Huntsville leader’s book details brushes with history and death

Huntsville leader’s book details brushes with history and death

[] For decades in Huntsville, the name Charlie Grainger was equally ubiquitous and behind-the-scenes.

While Wernher von Braun at NASA and the Army Missile Command were creating the smoke and fire that made Redstone Arsenal famous, Grainger was walking the back halls of Capitol Hill, lobbying for the money to make it all happen.

As an executive at Teledyne Brown Engineering, Grainger fought the backroom fights in favor of Huntsville’s space program and for a national missile defense system, now one of Redstone Arsenal’s bread and butter programs.

“We won the fight for missile defense,” Grainger said. “That was my primary interest over the years.”

The backstory of those backroom negotiations are part of Grainger’s new book, “My Journey Through a Changing South.”

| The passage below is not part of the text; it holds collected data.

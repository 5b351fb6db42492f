use super::handlers;
use super::state::AppState;
use axum::{
    routing::{get, post},
    Router,
};
use tower_http::cors::CorsLayer;
use tower_http::trace::TraceLayer;

/// Create the HTTP router with all routes
pub fn create_router(state: AppState) -> Router {
    Router::new()
        // Health check
        .route("/health", get(handlers::health_check))
        // Message log
        .route(
            "/messages",
            get(handlers::list_messages).post(handlers::send_message),
        )
        // Recording control
        .route("/recording/start", post(handlers::start_recording))
        .route("/recording/stop", post(handlers::stop_recording))
        .route("/status", get(handlers::get_status))
        // Browser UIs are served from another origin
        .layer(CorsLayer::permissive())
        // Add tracing middleware for request logging
        .layer(TraceLayer::new_for_http())
        .with_state(state)
}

Grainger, now 83 and living in Sandy Springs, Georgia, with Mary, his wife of 52 years, looks back in his memoir on his rise from a barefooted country boy to newspaperman to state legislator to Capitol Hill lobbyist.

He was born in rural Lawrence County, then spent his later childhood and teens as a plucky newspaper carrier and savings bond salesman in Sheffield. At 13, he met President Harry Truman when he was invited to the White House to be honored for his bond sales.

Grainger’s life has been full of such brushes with history, as well as brushes with death. “He nearly died twice during infancy, nearly drowned as a teenager, then escaped death as a young man while flying on a small plane,” says the summary of his book on

He began his working career as a journalist, starting as a reporter for The Birmingham News and later editor of The Valley Voice in Tuscumbia.

While reporting for The Birmingham News in 1961, he witnessed an angry mob that beat up Black Freedom Riders at the Montgomery Bus Depot and was nearly beaten himself, he said.

As editor of The Valley Voice, he got to meet President John F. Kennedy not long before his assassination in 1963. Grainger and other Alabama editors were invited to the White House for a luncheon to discuss solving racial problems in the South.

Four days later the president’s office asked him to help coordinate a visit by President Kennedy to Muscle Shoals to celebrate the 30th anniversary of the Tennessee Valley Authority.

“President Kennedy had the most charisma of any man I had ever met,” Grainger recalled.

Grainger would later work with business leaders in Huntsville to establish equal employment policies that the federal government required if NASA was going to do its historic work here.

He sees echoes of that turbulent time in the 1960s in today’s ongoing movement for social justice.

“I’m for working together, down the line,” said Grainger. “That’s always been my thing, practice the Golden Rule. Do unto others as you would have them do unto you.”

Though much of his career was spent working behind the scenes with politicians to get things done, he stepped into the public arena briefly when he served in the State Legislature from 1968-1970.

Before retiring in 2017, Grainger would serve many years as the director of Cummings Research Park, then as a private economic development consultant.

He was among the generation that stoked the fire that would see Huntsville grow from a small cotton and watercress town, to The Rocket City, and now diversifying into a burgeoning automobile manufacturing center.

He’s looking forward to watching that fire continue to burn hot.

“We’ll be a leader if we go to Mars, and I think we will,” he said.